In the opening, we meet the couples who get together regularly to play games. They toss off snide comments, jab pop culture and look like the kind of folks we’d like to entertain.

Then Kyle Chandler shows up (as Jason Bateman’s rich, older brother) and spoils the fun by announcing he’s taking game night to another level. Sure enough, the regulars think they’re in one of those staged murder mysteries. The truth? There’s a real crime going on and the six have to solve it.

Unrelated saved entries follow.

//! A task and actor runtime.
//!
//! Work is expressed as [`Message`]s posted to [`Port`]s, and handled by [`Receiver`]s that a [`Scheduler`] dispatches
//! one message at a time, either on a shared thread pool or on an exclusive thread. On top of this sit [`Task`], a
//! one-shot unit of work with dependencies and callbacks whose every state change is itself a message, and
//! [`Process`], a task consuming a stream of work items that can be chained into pipelines and reports progress.
#![deny(warnings)]
#![deny(missing_docs)]

mod config;
pub use self::config::RuntimeConfiguration;

mod coordinator;
pub use self::coordinator::{CoordinationMode, Coordinator, CoordinatorBuilder};

mod message;
pub use self::message::{FramingError, Handle, Message, Value, WeakMessage};

mod metrics;

mod port;
pub use self::port::Port;

pub mod process;
pub use self::process::{connect, ConnectError, EnqueueError, Process, ProcessBuilder, ProcessFn};

pub mod progress;
pub use self::progress::{watch_chain, ProgressEvent, ProgressMonitor, ProgressWatch, WatchMode};

mod receiver;
pub use self::receiver::{DispatchMode, Receiver, TeardownMode};

mod scheduler;
pub use self::scheduler::{ExclusiveThread, Executor, Job, SchedulerError, Scheduler};

mod task;
pub use self::task::{Task, TaskBuilder, TaskError, TaskFn, TaskId, TaskState};
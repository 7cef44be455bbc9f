//! Error primitives shared across the skein crates.
//!
//! Structured, matchable errors are defined per crate with `snafu`. Failures that are only ever reported, such as a
//! work closure giving up on an item, are carried as a [`GenericError`].
#![deny(warnings)]
use std::{any::Any, fmt::Display};

/// An opaque, reportable error.
pub type GenericError = anyhow::Error;

/// Macro for constructing a generic error.
///
/// The resulting value evaluates to [`GenericError`], and can be constructed from a string literal, a format string
/// (with arguments accepted, in the same order as `std::format!`), or a value which implements `Debug` and `Display`,
/// such as an existing error that implements `std::error::Error`.
///
/// When the value given implements `std::error::Error`, its source chain is preserved.
#[macro_export]
macro_rules! generic_error {
    // Forwards to `anyhow::anyhow`. We keep our own macro, instead of re-exporting it, so the documentation isn't
    // `anyhow`-specific.
    ($msg:literal $(,)?) => { $crate::_anyhow!($msg) };
    ($err:expr $(,)?) => { $crate::_anyhow!($err) };
    ($fmt:expr, $($arg:tt)*) => { $crate::_anyhow!($fmt, $($arg)*) };
}

#[doc(hidden)]
pub use anyhow::anyhow as _anyhow;

pub(crate) mod private {
    pub trait Sealed {}

    impl<T, E> Sealed for Result<T, E> {}
}

// NOTE: We wrap `anyhow::Context` because its extension methods otherwise overlap with `snafu::ResultExt`.
/// Extension trait for attaching context to fallible results.
pub trait ErrorContext<T, E>: private::Sealed {
    /// Wrap the error value with additional context.
    fn error_context<C>(self, context: C) -> Result<T, GenericError>
    where
        C: Display + Send + Sync + 'static;

    /// Wrap the error value with additional context that is evaluated lazily only once an error does occur.
    fn with_error_context<C, F>(self, f: F) -> Result<T, GenericError>
    where
        C: Display + Send + Sync + 'static,
        F: FnOnce() -> C;
}

impl<T, E> ErrorContext<T, E> for Result<T, E>
where
    Result<T, E>: anyhow::Context<T, E>,
{
    fn error_context<C>(self, context: C) -> Result<T, GenericError>
    where
        C: Display + Send + Sync + 'static,
    {
        <Self as anyhow::Context<T, E>>::context(self, context)
    }

    fn with_error_context<C, F>(self, context: F) -> Result<T, GenericError>
    where
        C: Display + Send + Sync + 'static,
        F: FnOnce() -> C,
    {
        <Self as anyhow::Context<T, E>>::with_context(self, context)
    }
}

/// Extracts a human-readable message from a panic payload.
///
/// Payloads produced by `panic!` are either a `&'static str` or a `String`. Anything else is reported generically.
pub fn panic_message(payload: &(dyn Any + Send)) -> String {
    if let Some(s) = payload.downcast_ref::<&'static str>() {
        (*s).to_string()
    } else if let Some(s) = payload.downcast_ref::<String>() {
        s.clone()
    } else {
        "non-string panic payload".to_string()
    }
}

/// Converts a caught panic payload into a [`GenericError`].
///
/// `what` names the code that panicked, and is used as the leading part of the error message.
pub fn from_panic(what: &str, payload: Box<dyn Any + Send>) -> GenericError {
    generic_error!("{} panicked: {}", what, panic_message(payload.as_ref()))
}

#[cfg(test)]
mod tests {
    use super::*;

    #[test]
    fn panic_payloads() {
        let payload = std::panic::catch_unwind(|| panic!("static message")).unwrap_err();
        assert_eq!(panic_message(payload.as_ref()), "static message");

        let payload = std::panic::catch_unwind(|| panic!("formatted {}", 42)).unwrap_err();
        assert_eq!(panic_message(payload.as_ref()), "formatted 42");

        let payload = std::panic::catch_unwind(|| std::panic::panic_any(7u32)).unwrap_err();
        assert_eq!(panic_message(payload.as_ref()), "non-string panic payload");
    }

    #[test]
    fn from_panic_names_the_source() {
        let payload = std::panic::catch_unwind(|| panic!("boom")).unwrap_err();
        let error = from_panic("work closure", payload);
        assert_eq!(error.to_string(), "work closure panicked: boom");
    }

    #[test]
    fn error_context_wraps() {
        let result: Result<(), std::io::Error> = Err(std::io::Error::other("disk gone"));
        let error = result.error_context("failed to flush").unwrap_err();
        assert_eq!(error.to_string(), "failed to flush");
        assert_eq!(error.root_cause().to_string(), "disk gone");
    }
}
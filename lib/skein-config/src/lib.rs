//! Layered configuration loading for skein embedders.
//!
//! A [`ConfigurationLoader`] stacks sources on top of each other: serialized defaults at the bottom, then
//! configuration files, then prefixed environment variables. Each source is read as soon as it is added, and the
//! merged result is extracted into a typed value at the end.
#![deny(warnings)]
#![deny(missing_docs)]

use std::path::Path;

use figment::{
    error::Kind,
    providers::{Env, Serialized},
    Figment,
};
use serde::{de::DeserializeOwned, Serialize};
use skein_error::GenericError;
use snafu::Snafu;
use tracing::debug;

mod provider;
use self::provider::{FileFormat, FileSnapshot};

/// A configuration error.
#[derive(Debug, Snafu)]
#[snafu(context(suffix(false)))]
pub enum ConfigurationError {
    /// Environment variable prefix was empty.
    #[snafu(display("Environment variable prefix must not be empty."))]
    EmptyPrefix,

    /// A required field had no value in any source.
    #[snafu(display("Missing field '{}' in configuration. {}", field, help_text))]
    MissingField {
        /// Name of the missing field.
        field: String,

        /// Where the field can be set, including its environment variable spelling when environment variables were
        /// loaded.
        help_text: String,
    },

    /// A field had a value of the wrong data type.
    #[snafu(display("Expected value for field '{}' to be '{}', got '{}' instead.", field, expected_ty, actual_ty))]
    InvalidFieldType {
        /// Period-separated path to the field.
        field: String,

        /// Expected data type.
        expected_ty: String,

        /// Actual data type.
        actual_ty: String,
    },

    /// Any other failure while reading a source or extracting the configuration.
    #[snafu(display("Failed to load configuration."))]
    Generic {
        /// Error source.
        source: GenericError,
    },
}

/// Builds a configuration out of layered sources.
///
/// Sources added later take precedence over sources added earlier, except for
/// [`with_defaults`][Self::with_defaults], which always sits underneath everything else.
pub struct ConfigurationLoader {
    figment: Figment,
    env_prefix: Option<String>,
}

impl Default for ConfigurationLoader {
    fn default() -> Self {
        Self {
            figment: Figment::new(),
            env_prefix: None,
        }
    }
}

impl ConfigurationLoader {
    /// Uses the given value as the fallback for every field no other source sets.
    pub fn with_defaults<T>(mut self, defaults: T) -> Self
    where
        T: Serialize,
    {
        self.figment = self.figment.join(Serialized::defaults(defaults));
        self
    }

    /// Loads a configuration file.
    ///
    /// Files ending in `.json` are parsed as JSON, anything else as YAML.
    ///
    /// # Errors
    ///
    /// If the file cannot be read or parsed, an error will be returned.
    pub fn from_file<P>(self, path: P) -> Result<Self, ConfigurationError>
    where
        P: AsRef<Path>,
    {
        let path = path.as_ref();
        self.from_file_as(path, FileFormat::from_path(path))
    }

    fn from_file_as(mut self, path: &Path, format: FileFormat) -> Result<Self, ConfigurationError> {
        let snapshot = FileSnapshot::read(path, format).map_err(|e| ConfigurationError::Generic { source: e.into() })?;
        debug!(path = %path.display(), ?format, "Loaded configuration file.");
        self.figment = self.figment.admerge(snapshot);
        Ok(self)
    }

    /// Loads environment variables starting with `prefix`.
    ///
    /// The prefix is matched case-insensitively, and an underscore separates it from the key: with a prefix of
    /// `skein`, `SKEIN_MAX_THREADS` sets `max_threads`.
    ///
    /// # Errors
    ///
    /// If the prefix is empty, an error will be returned.
    pub fn from_environment(mut self, prefix: &str) -> Result<Self, ConfigurationError> {
        let prefix = prefix.trim_end_matches('_');
        if prefix.is_empty() {
            return Err(ConfigurationError::EmptyPrefix);
        }

        let prefix = format!("{}_", prefix.to_uppercase());
        self.figment = self.figment.admerge(Env::prefixed(&prefix));
        self.env_prefix = Some(prefix);
        Ok(self)
    }

    /// Extracts the merged configuration as `T`.
    ///
    /// # Errors
    ///
    /// If a field `T` requires is missing, or a value has the wrong type, an error will be returned.
    pub fn into_typed<T>(self) -> Result<T, ConfigurationError>
    where
        T: DeserializeOwned,
    {
        self.figment.extract().map_err(|e| self.explain(e))
    }

    fn explain(&self, e: figment::Error) -> ConfigurationError {
        match e.kind {
            Kind::MissingField(field) => {
                let help_text = match &self.env_prefix {
                    Some(prefix) => format!(
                        "Set it in a configuration file, or through the `{}{}` environment variable.",
                        prefix,
                        field.replace('.', "_").to_uppercase()
                    ),
                    None => "Set it in a configuration file.".to_string(),
                };
                ConfigurationError::MissingField {
                    field: field.into_owned(),
                    help_text,
                }
            }
            Kind::InvalidType(actual, expected) => ConfigurationError::InvalidFieldType {
                field: e.path.join("."),
                expected_ty: expected,
                actual_ty: actual.to_string(),
            },
            _ => ConfigurationError::Generic { source: e.into() },
        }
    }
}
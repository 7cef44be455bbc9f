//! Thread pool and exclusive threads.
//!
//! A [`Scheduler`] owns a shared pool of worker threads which execute discrete jobs, plus any number of
//! [`ExclusiveThread`]s, each of which runs its own jobs in FIFO order. The pool is built on `crossbeam-deque`: jobs
//! submitted from outside the pool land in a global injector, jobs submitted from a pool worker land in that worker's
//! local queue, and idle workers steal from each other.
//!
//! Pool threads are spawned lazily on first use and grown on demand, up to the configured maximum, whenever a job is
//! queued while no worker is idle. Threads above the configured minimum retire after sitting idle for the configured
//! idle timeout.
use std::{
    cell::RefCell,
    io, iter,
    panic::{catch_unwind, AssertUnwindSafe},
    sync::{
        atomic::{AtomicBool, AtomicU64, AtomicUsize, Ordering},
        Arc, Condvar, Mutex, MutexGuard, OnceLock, PoisonError, Weak,
    },
    thread::{self, JoinHandle, ThreadId},
};

use arc_swap::ArcSwap;
use crossbeam_channel::{Receiver as ChannelReceiver, Sender};
use crossbeam_deque::{Injector, Steal, Stealer, Worker};
use skein_error::panic_message;
use slab::Slab;
use snafu::Snafu;
use tracing::{debug, error, trace, warn};

use crate::{metrics::SchedulerMetrics, RuntimeConfiguration};

/// A unit of work executed by a scheduler.
pub type Job = Box<dyn FnOnce() + Send + 'static>;

/// An execution context that jobs can be submitted to.
pub trait Executor: Send + Sync {
    /// Submits a job for execution.
    ///
    /// Never blocks waiting for the job to run.
    fn execute(&self, job: Job);
}

impl<E> Executor for Arc<E>
where
    E: Executor + ?Sized,
{
    fn execute(&self, job: Job) {
        (**self).execute(job)
    }
}
use std::fmt::{Display, Formatter};
use std::str::FromStr;

use campus_core::AppError;
use serde::{Deserialize, Serialize};

/// Resource types exposed through entity interfaces.
#[derive(Debug, Clone, Copy, PartialEq, Eq, PartialOrd, Ord, Hash, Serialize, Deserialize)]
#[serde(rename_all = "snake_case")]
pub enum EntityKind {
    /// Named bundle of claims.
    Role,
    /// Claim attached to a role.
    RoleClaim,
    /// Grant record binding a user to a role.
    UserRole,
    /// Platform account.
    User,
    /// Named group of users.
    Group,
    /// Authenticated login session.
    Session,
    /// Course offering.
    Course,
    /// Membership of a user in a course.
    CourseMember,
    /// Outcome of a dispatched test run.
    Result,
}

impl EntityKind {
    /// Returns the stable resource name used in permission claims.
    #[must_use]
    pub fn as_str(&self) -> &'static str {
        match self {
            Self::Role => "role",
            Self::RoleClaim => "role_claim",
            Self::UserRole => "user_role",
            Self::User => "user",
            Self::Group => "group",
            Self::Session => "session",
            Self::Course => "course",
            Self::CourseMember => "course_member",
            Self::Result => "result",
        }
    }

    /// Returns all known kinds in registry order.
    #[must_use]
    pub fn all() -> &'static [Self] {
        const ALL: &[EntityKind] = &[
            EntityKind::Role,
            EntityKind::RoleClaim,
            EntityKind::UserRole,
            EntityKind::User,
            EntityKind::Group,
            EntityKind::Session,
            EntityKind::Course,
            EntityKind::CourseMember,
            EntityKind::Result,
        ];

        ALL
    }

    /// Returns the dense position of this kind inside [`EntityKind::all`].
    #[must_use]
    pub fn index(&self) -> usize {
        match self {
            Self::Role => 0,
            Self::RoleClaim => 1,
            Self::UserRole => 2,
            Self::User => 3,
            Self::Group => 4,
            Self::Session => 5,
            Self::Course => 6,
            Self::CourseMember => 7,
            Self::Result => 8,
        }
    }
}

impl Display for EntityKind {
    fn fmt(&self, formatter: &mut Formatter<'_>) -> std::fmt::Result {
        formatter.write_str(self.as_str())
    }
}

impl FromStr for EntityKind {
    type Err = AppError;

    fn from_str(value: &str) -> Result<Self, Self::Err> {
        Self::all()
            .iter()
            .copied()
            .find(|kind| kind.as_str() == value)
            .ok_or_else(|| AppError::Validation(format!("unknown entity kind '{value}'")))
    }
}
//! Process-wide table of entity interfaces, validated once at startup.

use std::collections::HashSet;

use campus_core::{AppError, AppResult, Principal};
use campus_domain::{Action, EntityKind};

use crate::entity_interface::{
    ColumnType, EntityInterface, EntitySchema, FilterField, FilterMode, QueryParameters, Reference,
};
use crate::interfaces::{
    CourseInterface, CourseMemberInterface, GroupInterface, ResultInterface, RoleClaimInterface,
    RoleInterface, SessionInterface, UserInterface, UserRoleInterface,
};
use crate::query::Condition;

type ScopePolicy = fn(&Principal, Action) -> Option<Condition>;

/// Type-erased view of one registered interface.
#[derive(Debug, Clone, Copy)]
pub struct RegisteredInterface {
    kind: EntityKind,
    schema: &'static EntitySchema,
    filters: &'static [FilterField],
    update_fields: &'static [&'static str],
    references: &'static [Reference],
    restricted_scope: ScopePolicy,
}

impl RegisteredInterface {
    fn of<I: EntityInterface>() -> Self {
        Self {
            kind: I::KIND,
            schema: I::schema(),
            filters: <I::Query as QueryParameters>::filter_fields(),
            update_fields: I::update_fields(),
            references: I::references(),
            restricted_scope: I::restricted_scope,
        }
    }

    /// Returns the served kind.
    #[must_use]
    pub fn kind(&self) -> EntityKind {
        self.kind
    }

    /// Returns the storage description.
    #[must_use]
    pub fn schema(&self) -> &'static EntitySchema {
        self.schema
    }

    /// Returns the narrowed scope the principal may use for the action.
    #[must_use]
    pub fn restricted_scope(&self, principal: &Principal, action: Action) -> Option<Condition> {
        (self.restricted_scope)(principal, action)
    }

    fn validate(&self, registered: &HashSet<EntityKind>) -> AppResult<()> {
        let kind = self.kind;
        require_identifier(kind, self.schema.table)?;

        let mut column_names = HashSet::new();
        for column in self.schema.columns {
            require_identifier(kind, column.name)?;
            if !column_names.insert(column.name) {
                return Err(invalid(
                    kind,
                    format!("column '{}' is declared twice", column.name),
                ));
            }
        }

        for filter in self.filters {
            let Some(column) = self.schema.column(filter.column) else {
                return Err(invalid(
                    kind,
                    format!(
                        "filter '{}' targets unknown column '{}'",
                        filter.name, filter.column
                    ),
                ));
            };

            if column.internal {
                return Err(invalid(
                    kind,
                    format!(
                        "filter '{}' targets internal column '{}'",
                        filter.name, filter.column
                    ),
                ));
            }

            let compatible = match filter.mode {
                FilterMode::ExactText | FilterMode::Contains => {
                    column.column_type == ColumnType::Text
                }
                FilterMode::ExactFlag => column.column_type == ColumnType::Flag,
            };
            if !compatible {
                return Err(invalid(
                    kind,
                    format!(
                        "filter '{}' does not match the type of column '{}'",
                        filter.name, filter.column
                    ),
                ));
            }
        }

        for field in self.update_fields {
            if self
                .schema
                .column(field)
                .is_none_or(|column| column.internal)
            {
                return Err(invalid(
                    kind,
                    format!("update field '{field}' is not a public column"),
                ));
            }
        }

        for reference in self.references {
            if self.schema.column(reference.column).is_none() {
                return Err(invalid(
                    kind,
                    format!("reference column '{}' is unknown", reference.column),
                ));
            }
            if !registered.contains(&reference.kind) {
                return Err(invalid(
                    kind,
                    format!("reference target '{}' is not registered", reference.kind),
                ));
            }
        }

        for unique in self.schema.unique {
            if let Some(column) = unique
                .iter()
                .find(|column| self.schema.column(column).is_none())
            {
                return Err(invalid(
                    kind,
                    format!("unique constraint names unknown column '{column}'"),
                ));
            }
        }

        Ok(())
    }
}

fn invalid(kind: EntityKind, detail: String) -> AppError {
    AppError::Internal(format!("entity interface '{kind}' is invalid: {detail}"))
}

fn require_identifier(kind: EntityKind, name: &str) -> AppResult<()> {
    let mut characters = name.chars();
    let valid_start = characters
        .next()
        .is_some_and(|character| character.is_ascii_lowercase() || character == '_');
    let valid_rest = characters.all(|character| {
        character.is_ascii_lowercase() || character.is_ascii_digit() || character == '_'
    });

    if valid_start && valid_rest {
        return Ok(());
    }

    Err(invalid(kind, format!("'{name}' is not a plain identifier")))
}

/// Collects interfaces before validation.
#[derive(Debug, Default)]
pub struct EntityRegistryBuilder {
    interfaces: Vec<RegisteredInterface>,
}

impl EntityRegistryBuilder {
    /// Adds one interface.
    #[must_use]
    pub fn register<I: EntityInterface>(mut self) -> Self {
        self.interfaces.push(RegisteredInterface::of::<I>());
        self
    }

    /// Validates every interface and freezes the table.
    pub fn build(self) -> AppResult<EntityRegistry> {
        let mut registered = HashSet::new();
        for interface in &self.interfaces {
            if !registered.insert(interface.kind) {
                return Err(invalid(
                    interface.kind,
                    "kind is registered twice".to_owned(),
                ));
            }
        }

        if let Some(missing) = EntityKind::all()
            .iter()
            .find(|kind| !registered.contains(*kind))
        {
            return Err(invalid(
                *missing,
                "kind has no registered interface".to_owned(),
            ));
        }

        for interface in &self.interfaces {
            interface.validate(&registered)?;
        }

        let mut interfaces = self.interfaces;
        interfaces.sort_by_key(|interface| interface.kind.index());

        Ok(EntityRegistry { interfaces })
    }
}

/// Immutable table of every entity interface, indexed by kind.
#[derive(Debug, Clone)]
pub struct EntityRegistry {
    interfaces: Vec<RegisteredInterface>,
}

impl EntityRegistry {
    /// Registers and validates the interfaces of every kind.
    pub fn new() -> AppResult<Self> {
        Self::builder()
            .register::<RoleInterface>()
            .register::<RoleClaimInterface>()
            .register::<UserRoleInterface>()
            .register::<UserInterface>()
            .register::<GroupInterface>()
            .register::<SessionInterface>()
            .register::<CourseInterface>()
            .register::<CourseMemberInterface>()
            .register::<ResultInterface>()
            .build()
    }

    /// Starts an empty registry.
    #[must_use]
    pub fn builder() -> EntityRegistryBuilder {
        EntityRegistryBuilder::default()
    }

    /// Returns the interface of a kind.
    ///
    /// Construction guarantees one interface per kind, sorted by index.
    #[must_use]
    pub fn interface(&self, kind: EntityKind) -> &RegisteredInterface {
        &self.interfaces[kind.index()]
    }

    /// Returns the storage description of a kind.
    #[must_use]
    pub fn schema(&self, kind: EntityKind) -> &'static EntitySchema {
        self.interface(kind).schema()
    }
}
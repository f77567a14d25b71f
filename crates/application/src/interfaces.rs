//! Entity interfaces of every kind served by the platform.

mod course;
mod course_member;
mod group;
mod result;
mod role;
mod role_claim;
mod session;
mod user;
mod user_role;

use campus_core::Principal;
use campus_domain::CourseRole;

pub use course::CourseInterface;
pub use course_member::CourseMemberInterface;
pub use group::GroupInterface;
pub use result::ResultInterface;
pub use role::RoleInterface;
pub use role_claim::RoleClaimInterface;
pub(crate) use session::SESSION_HASH_COLUMN;
pub use session::SessionInterface;
pub(crate) use user::PASSWORD_HASH_COLUMN;
pub use user::UserInterface;
pub use user_role::UserRoleInterface;

use crate::query::{Condition, FilterValue};

fn text(value: &Option<String>) -> Option<FilterValue> {
    value.clone().map(FilterValue::Text)
}

/// Course ids where the principal holds `minimum` or a higher course role.
pub(crate) fn courses_with_role(principal: &Principal, minimum: CourseRole) -> Vec<String> {
    principal
        .course_roles()
        .filter(|(_, role)| {
            role.parse::<CourseRole>()
                .is_ok_and(|role| role.at_least(minimum))
        })
        .map(|(course_id, _)| course_id.to_owned())
        .collect()
}

/// Highest course role the principal holds in one course.
fn course_role_in(principal: &Principal, course_id: &str) -> Option<CourseRole> {
    principal
        .course_roles()
        .filter(|(id, _)| *id == course_id)
        .filter_map(|(_, role)| role.parse::<CourseRole>().ok())
        .max()
}

/// Rows whose `column` names a course where the principal holds `minimum`.
///
/// Returns `None` when the principal has no such course.
fn course_scope(
    principal: &Principal,
    column: &'static str,
    minimum: CourseRole,
) -> Option<Condition> {
    let course_ids = courses_with_role(principal, minimum);
    if course_ids.is_empty() {
        return None;
    }

    Some(Condition::any_of(column, course_ids))
}

fn owned_by(principal: &Principal, column: &'static str) -> Condition {
    Condition::equals(column, principal.user_id())
}

/// Own rows, or rows of courses where the principal holds `minimum`.
fn owned_or_course_scope(
    principal: &Principal,
    owner_column: &'static str,
    course_column: &'static str,
    minimum: CourseRole,
) -> Condition {
    let mut alternatives = vec![owned_by(principal, owner_column)];
    alternatives.extend(course_scope(principal, course_column, minimum));
    Condition::Or(alternatives)
}
use campus_core::AppResult;
use chrono::{DateTime, Utc};
use serde::{Deserialize, Serialize};

use crate::validation::require_optional_non_empty;

/// Membership policy of a group.
#[derive(Debug, Clone, Copy, Default, PartialEq, Eq, Hash, Serialize, Deserialize)]
#[serde(rename_all = "snake_case")]
pub enum GroupType {
    /// Members are assigned explicitly.
    #[default]
    Fixed,
    /// Members join and leave on their own.
    Dynamic,
}

impl GroupType {
    /// Returns the storage string.
    #[must_use]
    pub fn as_str(&self) -> &'static str {
        match self {
            Self::Fixed => "fixed",
            Self::Dynamic => "dynamic",
        }
    }
}

/// Payload for creating a group.
#[derive(Debug, Clone, PartialEq, Eq, Serialize, Deserialize)]
pub struct GroupCreate {
    /// Human-readable title.
    #[serde(default)]
    pub title: Option<String>,
    /// Free-form description.
    #[serde(default)]
    pub description: Option<String>,
    /// Membership policy.
    #[serde(default)]
    pub group_type: GroupType,
}

impl GroupCreate {
    /// Validates payload invariants.
    pub fn validate(&self) -> AppResult<()> {
        require_optional_non_empty("group title", self.title.as_deref())
    }
}

/// Detail shape of a group.
#[derive(Debug, Clone, PartialEq, Eq, Serialize, Deserialize)]
pub struct GroupGet {
    /// Stable group identifier.
    pub id: String,
    /// Human-readable title.
    pub title: Option<String>,
    /// Free-form description.
    pub description: Option<String>,
    /// Membership policy.
    pub group_type: GroupType,
    /// Creation timestamp.
    pub created_at: DateTime<Utc>,
    /// Last modification timestamp.
    pub updated_at: DateTime<Utc>,
}

/// Listing shape of a group.
#[derive(Debug, Clone, PartialEq, Eq, Serialize, Deserialize)]
pub struct GroupList {
    /// Stable group identifier.
    pub id: String,
    /// Human-readable title.
    pub title: Option<String>,
    /// Membership policy.
    pub group_type: GroupType,
}

/// Allow-listed group mutations.
#[derive(Debug, Clone, Default, PartialEq, Eq, Serialize, Deserialize)]
pub struct GroupUpdate {
    /// New title.
    #[serde(default, skip_serializing_if = "Option::is_none")]
    pub title: Option<String>,
    /// New description.
    #[serde(default, skip_serializing_if = "Option::is_none")]
    pub description: Option<String>,
}

impl GroupUpdate {
    /// Validates payload invariants.
    pub fn validate(&self) -> AppResult<()> {
        require_optional_non_empty("group title", self.title.as_deref())
    }
}

/// Filter parameters for group searches.
#[derive(Debug, Clone, Default, PartialEq, Eq, Serialize, Deserialize)]
pub struct GroupQuery {
    /// Exact group id.
    pub id: Option<String>,
    /// Exact title.
    pub title: Option<String>,
    /// Case-insensitive substring of the description.
    pub description: Option<String>,
    /// Membership policy.
    pub group_type: Option<GroupType>,
}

Bateman and Rachel McAdams (who really should do more comedies than Jennifer Aniston) play the lead couple – the ones who make sure there’s plenty of Tostitos and dip to go around. They’re keen on having longtime friends Kevin and Michelle (Lamorne Morris and Kylie Bunbury) and Ryan (Billy Magnussen) and his squeeze of the night. But they’re not so hot on next-door neighbor Gary (Jesse Plemons), who’s no longer married and doesn’t bring another player to the table.

He factors in, however, because he’s a police officer who just might be able to help them save lives, solve crimes and make it home in time to cut the cheese.

Directors John Francis Daley and Jonathan Goldstein have a worthy premise but squander it once they bring in the idea that this is a game of life, not Life. Like “Rough Night” (which went south when the male stripper died), there’s a shroud hanging over some of the more interesting moments. “Game Night” gets in a sly reference to “The Purge” and isn’t afraid to let Bateman tweak his own past. But it has a little too much running and gunning for its own good.

When the gang is spirited to a mansion (where all sorts of things go on), this is no better than the big-screen edition of “Clue.”

Kylie Bunbury as Michelle, Lamorne Morris as Kevin, Billy Magnussen as Ryan, Sharon Horgan as Sarah, Jason Bateman as Max and Rachel McAdams as Annie in New Line Cinema's action comedy "Game Night," a Warner Bros. Pictures release. Warner Bros. Pictures

Bateman and McAdams have great chemistry (handling charades better than anyone who has graced Jimmy Fallon’s late-night show) and timing. Had the back half of the script been a bit better, they could have parlayed this into a new partnership. Now, it’s a lot of “what could have been.”

The one who benefits most from the association is Plemons, who’s just creepy enough to make you think the script is better than it is. He plays off a dog quite nicely and isn’t afraid to look like an odd Matt Damon just to get laughs.

When he tells stories about the woman who got away, Plemons approaches Melissa McCarthy territory. He’s just that good.

Bunbury has a bit about a celebrity she slept with and that’s cute – to a point. But the payoff is worse than the 11th hour appearance by an actor who’s the mastermind behind much of the late-night shenanigans.

“Game Night” is funnier than you may think. It’s just not the comedy you want. Embrace those opening game sequences and know a lot of running around never beats a night at home with friends.